Garage labour rates vary by £160 per hour reveals new survey

Garage labour rates vary by £160 per hour reveals new survey

The average cost of having a car repaired at a garage can vary by more than £160 an hour, according to a new report.   

Motoreasy, the motoring solutions provider, surveyed 6,000 garages across the UK and found huge variations in how much motorists paid, with one mechanic in Reading charging as much as £234 per hour. In comparison, the cheapest, offered by an independent workshop in Manchester, was £36 an hour.
 

Overall, the UK average labour rate - combining main dealers, independent workshops and fast-fit outlets - was £67 an hour. Franchised workshops were generally more expensive, with an average UK labour rate of £99 compared with an independent garage average of £56, a difference of more than 40%.

The five most-expensive regions for car repairs were mostly in the south, with Surrey being number one, with an average hourly rate of £81.07. London was the second-most expensive (£77.42) while third was Worcestershire at £77.16 per hour. Berkshire and Buckinghamshire complete the list with respective hourly rates of £76.77 and £76.65.  

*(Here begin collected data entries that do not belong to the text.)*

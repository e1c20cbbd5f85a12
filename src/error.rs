// SPDX-License-Identifier: MIT OR Apache-2.0
// Copyright (c) 2025 Ian Philip Eglin
//! Error types for problem construction and solving

use thiserror::Error;

/// Errors that can occur while building or solving a CFSTP instance
#[derive(Error, Debug, Clone, PartialEq)]
pub enum Error {
    #[error("Invalid demand for task {task}: deadline {deadline}, workload {workload}")]
    InvalidDemand {
        task: usize,
        deadline: i32,
        workload: i32,
    },
    #[error("Dimension mismatch: {0}")]
    DimensionMismatch(String),
    #[error("Location kinds do not match: {0} vs {1}")]
    LocationMismatch(&'static str, &'static str),
    #[error("Invalid speed {speed} for agent {agent}")]
    InvalidSpeed { agent: usize, speed: f32 },
    #[error("Configuration error: {0}")]
    ConfigurationError(String),
    #[error("Unknown algorithm: {0}")]
    UnknownAlgorithm(String),
}

/// A specialized Result type for CFSTP operations
pub type Result<T> = std::result::Result<T, Error>;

Meanwhile, the cheapest regions were mostly found in the Scottish and Welsh counties, indicating a clear north/south divide. The cheapest average rate was in the Scottish county Selkirkshire at £49.69.
 

Yet, despite the huge difference in price, more than three quarters of motorists (77% of 2,000 surveyed) admitted they had no idea how much they paid for an hour of labour at their local garage.  

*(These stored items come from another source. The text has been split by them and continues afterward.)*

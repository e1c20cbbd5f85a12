// SPDX-License-Identifier: MIT OR Apache-2.0
// Copyright (c) 2025 Ian Philip Eglin
//! Solver base: the strategy seam, the run loop and algorithm dispatch

pub mod cfla;
pub mod combinations;
pub mod cts;
pub mod dsa_sdp;
pub mod engine;
pub mod logging;
pub mod max_sum;
pub mod metrics;
pub mod status;
pub mod temporal;

pub use cfla::{Cfla, CflaConfig, Edf};
pub use cts::Cts;
pub use dsa_sdp::{DsaConfig, DsaSdp};
pub use engine::{CompletedTask, Engine};
pub use max_sum::{MaxSumAdvp, MaxSumConfig};
pub use metrics::DcopMetrics;
pub use status::{AgentStatus, Assignment, TaskStatus};

use crate::error::{Error, Result};
use crate::model::{Problem, Results, RunReport, TickRecord};
use serde::{Deserialize, Serialize};
use std::str::FromStr;

/// Settings shared by every run of a benchmark
#[derive(Debug, Clone, Serialize, Deserialize, Default)]
#[serde(default)]
pub struct SolverConfig {
    /// Seed of the random generator of stochastic strategies
    pub seed: u64,
    /// Keep a [`TickRecord`] per simulated tick
    pub record_ticks: bool,
    pub dsa: DsaConfig,
    pub max_sum: MaxSumConfig,
    pub cfla: CflaConfig,
}

impl SolverConfig {
    pub fn with_seed(mut self, seed: u64) -> Self {
        self.seed = seed;
        self
    }

    pub fn with_record_ticks(mut self, record_ticks: bool) -> Self {
        self.record_ticks = record_ticks;
        self
    }
}

/// Decision rule of an allocation algorithm.
///
/// Each tick the engine moves agents, the strategy forms coalitions for free
/// agents, then allocated tasks make progress.
pub trait Strategy {
    fn name(&self) -> &'static str;

    /// Form and allocate coalitions for the current tick
    fn decide(&mut self, engine: &mut Engine) -> Result<()>;

    /// Called with the tasks completed at the end of the tick
    fn on_completed(&mut self, _engine: &mut Engine, _completed: &[CompletedTask]) {}

    /// Simulate one tick and return the number of tasks completed in it
    fn step(&mut self, engine: &mut Engine) -> Result<usize> {
        engine.advance_agents();
        self.decide(engine)?;
        let completed = engine.progress_tasks();
        self.on_completed(engine, &completed);
        Ok(completed.len())
    }
}

pub struct Solver<S: Strategy> {
    engine: Engine,
    strategy: S,
    record_ticks: bool,
    history: Vec<TickRecord>,
}

impl<S: Strategy> Solver<S> {
    pub fn new(problem: Problem, strategy: S) -> Self {
        Self {
            engine: Engine::new(problem),
            strategy,
            record_ticks: false,
            history: Vec::new(),
        }
    }

    pub fn with_tick_records(mut self, record_ticks: bool) -> Self {
        self.record_ticks = record_ticks;
        self
    }

    pub fn engine(&self) -> &Engine {
        &self.engine
    }

    pub fn strategy(&self) -> &S {
        &self.strategy
    }

    pub fn history(&self) -> &[TickRecord] {
        &self.history
    }

    pub fn into_history(self) -> Vec<TickRecord> {
        self.history
    }

    /// Simulate until every task is completed, the maximum deadline is reached,
    /// or (static problems only) every agent is idle and nothing was completed
    /// in the last tick.
    pub fn run(&mut self) -> Result<Results> {
        let total = self.engine.task_count();
        let horizon = self.engine.problem().max_deadline();
        let dynamic = self.engine.problem().is_dynamic();
        let mut completed = 0;

        loop {
            if dynamic {
                self.engine.advance_dynamism();
            }
            let completed_now = self.strategy.step(&mut self.engine)?;
            completed += completed_now;

            logging::log_tick_status(&self.engine, completed);
            if self.record_ticks {
                self.history.push(TickRecord {
                    time: self.engine.time(),
                    enabled_agents: self.engine.problem().enabled_agent_count(),
                    enabled_tasks: self.engine.problem().enabled_task_count(),
                    busy_agents: self.engine.busy_agent_count(),
                    completed_tasks: completed,
                    completed_this_tick: completed_now,
                });
            }

            if completed >= total {
                break;
            }
            if !dynamic && completed_now == 0 && !self.engine.any_busy() {
                logging::log_stagnation(&self.engine);
                break;
            }
            if self.engine.time() >= horizon {
                break;
            }
            self.engine.tick();
        }

        let metrics = self.engine.metrics();
        let results = Results {
            algorithm: self.strategy.name().to_string(),
            total_tasks: total,
            completed_tasks: completed,
            completed_task_percentage: logging::completion_percentage(completed, total),
            avg_travel_time: self.engine.avg_travel_time(),
            avg_completion_time: self.engine.avg_completion_time(),
            messages_sent: metrics.messages_sent,
            network_load_bytes: metrics.network_load_bytes,
            ncccs: metrics.ncccs,
            ticks: self.engine.time() + 1,
        };
        logging::log_results(&results);
        Ok(results)
    }
}

#[derive(Debug, Clone, Copy, PartialEq, Eq, Hash, Serialize, Deserialize)]
#[serde(rename_all = "snake_case")]
pub enum Algorithm {
    Cts,
    DsaSdp,
    MaxSumAdvp,
    Cfla,
    CflaPlus,
    Edf,
}

impl Algorithm {
    pub const ALL: [Algorithm; 6] = [
        Algorithm::Cts,
        Algorithm::DsaSdp,
        Algorithm::MaxSumAdvp,
        Algorithm::Cfla,
        Algorithm::CflaPlus,
        Algorithm::Edf,
    ];

    pub fn name(&self) -> &'static str {
        match self {
            Self::Cts => "CTS",
            Self::DsaSdp => "DSA-SDP",
            Self::MaxSumAdvp => "Max-Sum ADVP",
            Self::Cfla => "CFLA",
            Self::CflaPlus => "CFLA+",
            Self::Edf => "EDF",
        }
    }

    /// Solve a private copy of `problem`
    pub fn solve(&self, problem: &Problem, config: &SolverConfig) -> Result<Results> {
        Ok(self.run(problem, config)?.results)
    }

    /// Solve a private copy of `problem`, keeping tick records if configured
    pub fn run(&self, problem: &Problem, config: &SolverConfig) -> Result<RunReport> {
        let problem = problem.clone();
        let cfla = config.cfla.clone();
        match self {
            Self::Cts => run_strategy(problem, Cts::new(), config),
            Self::DsaSdp => {
                run_strategy(problem, DsaSdp::new(config.dsa.clone(), config.seed), config)
            }
            Self::MaxSumAdvp => {
                run_strategy(problem, MaxSumAdvp::new(config.max_sum.clone()), config)
            }
            Self::Cfla => run_strategy(problem, Cfla::new(cfla), config),
            Self::CflaPlus => run_strategy(problem, Cfla::improved(cfla), config),
            Self::Edf => run_strategy(problem, Edf::new(cfla), config),
        }
    }
}

fn run_strategy<S: Strategy>(
    problem: Problem,
    strategy: S,
    config: &SolverConfig,
) -> Result<RunReport> {
    let mut solver = Solver::new(problem, strategy).with_tick_records(config.record_ticks);
    let results = solver.run()?;
    Ok(RunReport {
        results,
        ticks: solver.into_history(),
    })
}

impl FromStr for Algorithm {
    type Err = Error;

    fn from_str(s: &str) -> Result<Self> {
        match s.to_ascii_lowercase().replace(['-', '_', ' '], "").as_str() {
            "cts" => Ok(Self::Cts),
            "dsasdp" => Ok(Self::DsaSdp),
            "maxsum" | "maxsumadvp" => Ok(Self::MaxSumAdvp),
            "cfla" => Ok(Self::Cfla),
            "cfla+" | "cflaplus" => Ok(Self::CflaPlus),
            "edf" => Ok(Self::Edf),
            _ => Err(Error::UnknownAlgorithm(s.to_string())),
        }
    }
}

impl std::fmt::Display for Algorithm {
    fn fmt(&self, f: &mut std::fmt::Formatter<'_>) -> std::fmt::Result {
        write!(f, "{}", self.name())
    }
}

#[cfg(test)]
mod tests {
    use super::*;

    #[test]
    fn test_algorithm_from_str() {
        assert_eq!("CTS".parse::<Algorithm>().unwrap(), Algorithm::Cts);
        assert_eq!("dsa-sdp".parse::<Algorithm>().unwrap(), Algorithm::DsaSdp);
        assert_eq!("Max-Sum ADVP".parse::<Algorithm>().unwrap(), Algorithm::MaxSumAdvp);
        assert_eq!("CFLA+".parse::<Algorithm>().unwrap(), Algorithm::CflaPlus);
        assert_eq!("edf".parse::<Algorithm>().unwrap(), Algorithm::Edf);
        assert_eq!(
            "greedy".parse::<Algorithm>(),
            Err(Error::UnknownAlgorithm("greedy".to_string()))
        );
    }

    #[test]
    fn test_algorithm_names_round_trip() {
        for algorithm in Algorithm::ALL {
            assert_eq!(algorithm.name().parse::<Algorithm>().unwrap(), algorithm);
        }
    }
}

Duncan McClure Fisher, Motoreasy founder, said: “Today’s drivers don’t have the time or, in many cases, the knowledge to make absolutely sure they are getting the best price from garages.  

“It’s not made any easier by the fact that the cost of labour differs so vastly across the UK. Even so, anyone spending money should at least understand how much they are paying and for what.”  

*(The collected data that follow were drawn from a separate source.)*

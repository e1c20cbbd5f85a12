// SPDX-License-Identifier: MIT OR Apache-2.0
// Copyright (c) 2025 Ian Philip Eglin
use chrono::Local;
use std::path::Path;
use tracing_appender::non_blocking::WorkerGuard;
use tracing_subscriber::fmt::time::FormatTime;
use tracing_subscriber::{EnvFilter, Layer, layer::SubscriberExt, util::SubscriberInitExt};

#[derive(Clone, Copy)]
struct CustomTimer;

impl FormatTime for CustomTimer {
    fn format_time(&self, w: &mut tracing_subscriber::fmt::format::Writer<'_>) -> std::fmt::Result {
        let now = Local::now();
        write!(w, "{}", now.format("%m%dT%H:%M:%S%.3f"))
    }
}

/// Install a stdout layer and, when `log_path` is given, a non-blocking file layer.
///
/// `level` is an `EnvFilter` directive such as `"info"` or `"cfstp=debug"`.
/// The returned guard must be held for the file writer to flush.
pub fn init(
    log_path: Option<&Path>,
    level: &str,
) -> Result<Option<WorkerGuard>, Box<dyn std::error::Error>> {
    let stdout_layer = tracing_subscriber::fmt::layer()
        .with_timer(CustomTimer)
        .with_writer(std::io::stdout)
        .with_filter(EnvFilter::try_new(level)?);

    let Some(log_path) = log_path else {
        tracing_subscriber::registry().with(stdout_layer).try_init()?;
        return Ok(None);
    };

    let file = std::fs::File::create(log_path)?;
    let (non_blocking, guard) = tracing_appender::non_blocking(file);

    tracing_subscriber::registry()
        .with(stdout_layer)
        .with(
            tracing_subscriber::fmt::layer()
                .with_timer(CustomTimer)
                .with_writer(non_blocking)
                .with_ansi(false)
                .with_filter(EnvFilter::try_new(level)?),
        )
        .try_init()?;

    Ok(Some(guard))
}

The National Franchised Dealers Association (NFDA), which represents franchised car and commercial vehicle dealers, claimed in response that the hourly price of a service was not the true way of measuring value.  

Sue Robinson, NFDA director, said: “The franchised dealer network has highly trained skilled engineers who place safety and the quality of service above the hourly cost. The hourly rate, measured in the Motoreasy survey does not equate to final bill and is not reflective of the final cost of service.  

“An unqualified engineer, charging an hourly rate, may take longer to service a vehicle as a result of not having access to the manufacturer, the specialist equipment and the added free of charge services such as software updates.”  

In the recent spring 2017 NFDA Consumer Attitude Survey it was revealed that the average final service price difference between franchised dealers, independent garages and non-franchised national chains was only £20 difference. In addition 67% of consumers thought franchised dealers represented good value for money.